Jurnal1Jambi.com,- Seorang konsultan hukum, Assadv. G. Limbong, S.H., C.PFW., C.MDF., C.JKJ., C.FTAX., mengaku mengalami serangkaian kejanggalan saat menerima seorang perempuan yang datang sebagai calon klien di kediaman sekaligus kantornya di Bandung, Jumat (27/06/2026). Peristiwa tersebut kemudian memunculkan dugaan adanya modus penyampaian informasi yang tidak sesuai dengan fakta, meski hingga kini belum terdapat kesimpulan hukum dari aparat penegak hukum.

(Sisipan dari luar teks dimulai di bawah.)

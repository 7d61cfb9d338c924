use crate::error::{RoiError, RoiResult};

/// Runs CPU-bound `work` on the blocking pool. A panic or cancellation of the
/// blocking task becomes a `Worker` error named after `what`.
pub async fn blocking<T, F>(what: &str, work: F) -> RoiResult<T>
where
    T: Send + 'static,
    F: FnOnce() -> RoiResult<T> + Send + 'static,
{
    tokio::task::spawn_blocking(work)
        .await
        .map_err(|e| RoiError::worker(format!("{what}: {e}")))?
}

#[cfg(test)]
mod tests {
    use super::*;

    #[tokio::test]
    async fn panics_become_worker_errors() {
        let result: RoiResult<()> = blocking("exploding stage", || panic!("boom")).await;
        match result {
            Err(RoiError::Worker { reason }) => assert!(reason.contains("exploding stage")),
            other => panic!("expected a worker error, got {other:?}"),
        }
        assert_eq!(blocking("fine", || Ok(7)).await.expect("value"), 7);
    }
}
//! testjson - incremental aggregation of `go test -json` event streams
//!
//! `go test -json` emits one JSON object per line describing per-test and
//! per-package lifecycle actions (run, output, pass, fail, skip). This crate
//! replays such a stream into an in-memory aggregate model of the whole
//! execution: per-package status, per-test outcomes and timing, captured
//! output text, and derived signals (coverage percentage, build failure,
//! cache-hit detection) embedded in free-text output lines.
//!
//! # Architecture
//!
//! The library is organized into several key modules:
//!
//! - [`event`]: the [`TestEvent`] record and line parsing
//! - [`classify`]: classification of free-text signal lines
//! - [`execution`]: the [`Execution`], [`Package`], and [`TestCase`] aggregates
//! - [`scanner`]: the scan loop driving a byte stream into an execution
//! - [`error`]: error types and `Result` alias
//!
//! Command-line parsing, process execution, and output rendering are left to
//! consumers: the crate exposes a typed event and a queryable aggregate, and
//! everything downstream only consumes them.
//!
//! # Example
//!
//! ```
//! use testjson::{scan_test_output, ScanConfig};
//!
//! # fn main() -> testjson::Result<()> {
//! let stream: &[u8] = br#"{"Action":"run","Package":"example.com/p","Test":"TestOk"}
//! {"Action":"pass","Package":"example.com/p","Test":"TestOk","Elapsed":0.01}
//! {"Action":"pass","Package":"example.com/p","Elapsed":0.02}
//! "#;
//!
//! let execution = scan_test_output(ScanConfig::new(stream))?;
//! assert_eq!(execution.total(), 1);
//!
//! let pkg = execution.package("example.com/p").unwrap();
//! assert_eq!(pkg.passed().len(), 1);
//! # Ok(())
//! # }
//! ```

pub mod classify;
pub mod error;
pub mod event;
pub mod execution;
pub mod scanner;

pub use error::{Error, Result};
pub use event::{parse_event, Action, TestEvent};
pub use execution::{Execution, Package, TestCase, PKG_OUTPUT_ID};
pub use scanner::{scan_test_output, EventHandler, ScanConfig};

Berdasarkan keterangan yang disampaikan pihak G. Limbong, perempuan yang mengaku bernama Dea Anggi dan berdomisili di wilayah Ciparay datang untuk meminta pendampingan hukum terkait dugaan tindak pidana penganiayaan dan pencemaran nama baik. Setelah mendengarkan kronologi, G. Limbong menjelaskan mekanisme pendampingan hukum, mulai dari administrasi, biaya operasional, honorarium, hingga tahapan penanganan perkara.

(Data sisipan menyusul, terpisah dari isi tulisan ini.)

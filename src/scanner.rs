//! Scan loop driving events into an [`Execution`]
//!
//! The scanner consumes the runner's stdout strictly in order, one line at a
//! time. Every line is parsed, folded into the execution, and then offered
//! to the configured handler, so each mutation happens before the next line
//! is read. Lines that fail to parse are reported and skipped; a handler
//! error or a genuine read error aborts the scan and fires the stop
//! callback exactly once.

use crate::error::{Error, Result};
use crate::event::{parse_event, TestEvent};
use crate::execution::Execution;
use std::io::BufRead;

/// Capability invoked synchronously for every event and every unparsable
/// line. Returning an error from either hook aborts the scan.
pub trait EventHandler {
    /// Called after the event has been folded into the execution.
    fn event(&mut self, event: &TestEvent, execution: &Execution) -> Result<()>;

    /// Called with each input line that failed to parse.
    fn err(&mut self, line: &str) -> Result<()>;
}

/// Handler used when none is configured.
struct NoopHandler;

impl EventHandler for NoopHandler {
    fn event(&mut self, _event: &TestEvent, _execution: &Execution) -> Result<()> {
        Ok(())
    }

    fn err(&mut self, _line: &str) -> Result<()> {
        Ok(())
    }
}

/// Configuration for one scan of runner output.
pub struct ScanConfig<'a, R> {
    /// The runner's standard output stream.
    pub stdout: R,
    /// Handler invoked per event; `None` means events are only aggregated.
    pub handler: Option<&'a mut dyn EventHandler>,
    /// Invoked at most once, on fatal abort only, typically to terminate an
    /// in-flight subprocess. Never invoked on clean completion.
    pub stop: Option<Box<dyn FnOnce() + 'a>>,
}

impl<'a, R: BufRead> ScanConfig<'a, R> {
    /// Minimal configuration: aggregate only, no handler, no stop hook.
    pub fn new(stdout: R) -> Self {
        ScanConfig {
            stdout,
            handler: None,
            stop: None,
        }
    }

    /// Set the per-event handler.
    pub fn with_handler(mut self, handler: &'a mut dyn EventHandler) -> Self {
        self.handler = Some(handler);
        self
    }

    /// Set the stop callback.
    pub fn with_stop(mut self, stop: impl FnOnce() + 'a) -> Self {
        self.stop = Some(Box::new(stop));
        self
    }
}

/// Scan the runner's output stream to completion, returning the aggregated
/// [`Execution`].
///
/// Individual unparsable lines are recorded on the execution, reported via
/// [`EventHandler::err`], and skipped; the stream routinely interleaves
/// non-JSON lines. A handler error or a read error is fatal: the stop
/// callback fires and the error propagates without any further lines being
/// processed.
pub fn scan_test_output<R: BufRead>(config: ScanConfig<'_, R>) -> Result<Execution> {
    let ScanConfig {
        mut stdout,
        handler,
        mut stop,
    } = config;
    let mut noop = NoopHandler;
    let handler: &mut dyn EventHandler = match handler {
        Some(handler) => handler,
        None => &mut noop,
    };

    let mut execution = Execution::new();
    let mut buf = Vec::new();
    loop {
        // Lines are read as raw bytes: build and tool output can carry
        // arbitrary non-UTF-8 data, which must flow through the
        // malformed-line path rather than abort the scan.
        buf.clear();
        match stdout.read_until(b'\n', &mut buf) {
            Ok(0) => break,
            Ok(_) => {}
            Err(err) => {
                invoke_stop(&mut stop);
                return Err(Error::Io(err));
            }
        }
        let line = buf.strip_suffix(b"\n").unwrap_or(&buf);
        let line = line.strip_suffix(b"\r").unwrap_or(line);
        if line.iter().all(|b| b.is_ascii_whitespace()) {
            continue;
        }

        let event = match parse_event(line) {
            Ok(event) => event,
            Err(Error::MalformedEvent { line }) => {
                execution.add_error(&line);
                if let Err(err) = handler.err(&line) {
                    invoke_stop(&mut stop);
                    return Err(err);
                }
                continue;
            }
            Err(err) => {
                invoke_stop(&mut stop);
                return Err(err);
            }
        };

        execution.add(&event);
        if let Err(err) = handler.event(&event, &execution) {
            invoke_stop(&mut stop);
            return Err(err);
        }
    }

    Ok(execution)
}

fn invoke_stop(stop: &mut Option<Box<dyn FnOnce() + '_>>) {
    if let Some(stop) = stop.take() {
        stop();
    }
}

Menurut pihak G. Limbong, kejanggalan mulai muncul ketika calon klien tidak dapat menunjukkan dokumen pendukung, seperti hasil visum maupun salinan laporan polisi yang disebut telah dibuat di Polresta Bandung. Saat proses menuju penandatanganan kontrak jasa hukum, calon klien kembali menyampaikan alasan bahwa kartu identitas dan telepon genggamnya tertinggal di kendaraan yang mengantarnya.
Pihak G. Limbong menyebut telah berupaya memastikan identitas serta keseriusan calon klien, namun hingga beberapa jam kemudian dokumen yang dijanjikan tidak kunjung diperlihatkan. Situasi semakin berkembang ketika muncul beberapa orang yang mempertanyakan keberadaan G. Limbong, disusul kedatangan seorang pria yang mengaku sebagai ayah calon klien sehingga sempat terjadi perdebatan dan menarik perhatian warga sekitar.
Setelah situasi mereda, warga bersama pihak G. Limbong menemukan sebuah tas yang diduga milik calon klien tertinggal di kendaraan. Untuk menghindari potensi kesalahpahaman atau tuduhan di kemudian hari, tas tersebut diperiksa secara terbuka dengan disaksikan warga. Berdasarkan keterangan saksi di lokasi, isi tas hanya berupa selembar uang pecahan Rp1.000.
Hingga berita ini diterbitkan, belum ada putusan maupun penetapan dari aparat penegak hukum yang menyatakan telah terjadi tindak pidana dalam peristiwa tersebut. Pihak G. Limbong menyatakan siap memberikan keterangan dan bukti apabila diperlukan dalam proses hukum. Peristiwa ini menjadi pengingat bagi advokat, paralegal, konsultan hukum, maupun masyarakat untuk selalu melakukan verifikasi identitas, keaslian dokumen, dan fakta-fakta yang disampaikan calon klien sebelum memasuki tahap pendampingan hukum, sembari tetap menjunjung tinggi asas praduga tak bersalah terhadap seluruh pihak yang terlibat.